Some say 2020’s historic homicides and nonfatal shootings — which disproportionately affect young Black men in Louisville — have been both exacerbated and overshadowed by the coronavirus and the protests for racial justice following the March 13 police shooting of Breonna Taylor.
“We spent a lot of time on the movement for Breonna Taylor. She deserved justice,” said Forbes, a Louisville resident whose 19-year-old son died in a 2012 shooting.
A crisis in the Black communityBlack men in Louisville have been hit harder than any demographic by the violence.
About 70% of last year’s criminal homicide victims were Black, and 80% were male, according to LMPD data.
Likewise, 80% of the 65 suspects identified by LMPD are Black, and 78% are male.
It’s a complicated problem, said Christopher 2X, founder of the Louisville nonprofit Game Changers, which tracks gun violence and supports victims.
A shooting victim who survives wants vengeance, he said, and if that person doesn’t see police punish the shooter, they may try to get justice their own way.
Sometimes, he said, a shooting is revenge for a shooting that happened years ago.
“Some feel the only way to deal with these issues is ‘I got to hit back.’ And that perpetuates the situation,” 2X said. “Every shooting, whether fatal or nonfatal, there’s a reaction that comes through it. There’s an emotional draining of a victim’s family.
“It’s sad, but it’s real. It’s a vicious cycle, and it’s not easy to just define in a conversation.”
Then again, 2X noted, Black men haven’t been the only victims.
The majority of homicides each year, he said, take place in areas covered by LMPD’s First, Second and Fourth divisions, downtown and in Louisville’s West End.

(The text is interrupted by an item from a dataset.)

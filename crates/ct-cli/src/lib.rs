//! CLI library components for the terminology lookup tool.

pub mod logging;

In 2020, though, 51 homicides were reported in areas patrolled by LMPD’s Third, Fifth, Sixth, Seventh and Eighth divisions — on the outskirts of the city and in some of Louisville’s more upscale neighborhoods.

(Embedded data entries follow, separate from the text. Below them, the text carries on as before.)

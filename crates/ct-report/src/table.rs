//! Merged-table construction.

use std::collections::BTreeMap;

use tracing::debug;

use ct_model::{Codelist, MergedRow, Term};

/// Inner-join codelists and terms on the link key.
///
/// A codelist with no terms contributes no rows; a term whose link key
/// matches no codelist is dropped (the service guarantees referential
/// integrity, so this only happens on malformed input). Duplicate
/// source terms propagate as duplicate rows.
///
/// Rows come back ordered by (codelist submission id, term submission
/// value), ascending, case-sensitive.
pub fn build_merged(codelists: &[Codelist], terms: &[Term]) -> Vec<MergedRow> {
    let by_key: BTreeMap<&str, &Codelist> = codelists
        .iter()
        .map(|codelist| (codelist.link_key.as_str(), codelist))
        .collect();

    let mut rows: Vec<MergedRow> = Vec::with_capacity(terms.len());
    let mut orphans = 0usize;
    for term in terms {
        let Some(codelist) = by_key.get(term.link_key.as_str()) else {
            orphans += 1;
            continue;
        };
        rows.push(MergedRow {
            codelist_code: codelist.code.clone(),
            codelist_id: codelist.submission_id.clone(),
            codelist_name: codelist.name.clone(),
            extensible: codelist.extensible,
            term_code: term.code.clone(),
            submission_value: term.submission_value.clone(),
            decoded_value: term.decoded_value.clone(),
        });
    }
    if orphans > 0 {
        debug!(orphans, "dropped terms with no matching codelist");
    }

    rows.sort_by(|a, b| {
        (a.codelist_id.as_str(), a.submission_value.as_str())
            .cmp(&(b.codelist_id.as_str(), b.submission_value.as_str()))
    });
    rows
}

In 2019, just 22 homicides were reported in areas covered by those five divisions.
Just as striking, 2X said, is 34 female homicide victims in 2020, a higher number than in previous years.
“That’s a number that we’ve got to be concerned about,” he said.
West End pastors such as the Rev. David Snardon of Joshua Tabernacle Missionary Baptist Church have seen some of the worst violence. There have been too many funerals in 2020, Snardon said on New Year’s Eve, and too many tears.
“Preexisting conditions” such as poverty and less education have hurt Louisville’s traditionally Black communities for years, Snardon said.
Those issues, according to fellow Interdenominational Ministerial Coalition pastor the Rev. Frank Smith, can be traced back to redlining, the systematic denial of investment in poor communities that has plagued Louisville for decades.
“It would be easy just to say that we need to do better, and surely some of us individually need to be held accountable for what is taking place, but Black and minority communities have been dealing with a high level of violence for years,” Snardon said. “We’ve been crying out about the need for more resources.”
Buried way deep in the article do we learn 80% of known homicide suspects are black (though only 70% of victims in the overwhelmingly white city of Louisville are black)… the louder the cacophony of "Black Lives Matter" grew in 2020, the more obvious the charade became.
But again, somehow the specter of never-ending black on black violence is the fault of white people. Oh… and don’t forget to keep repeating "Black Lives Matter" with near religious devotion, though the evidence of who/whom participated in the orgy of violence in 2020 Louisville completely exposes the three word mantra as a pernicious myth.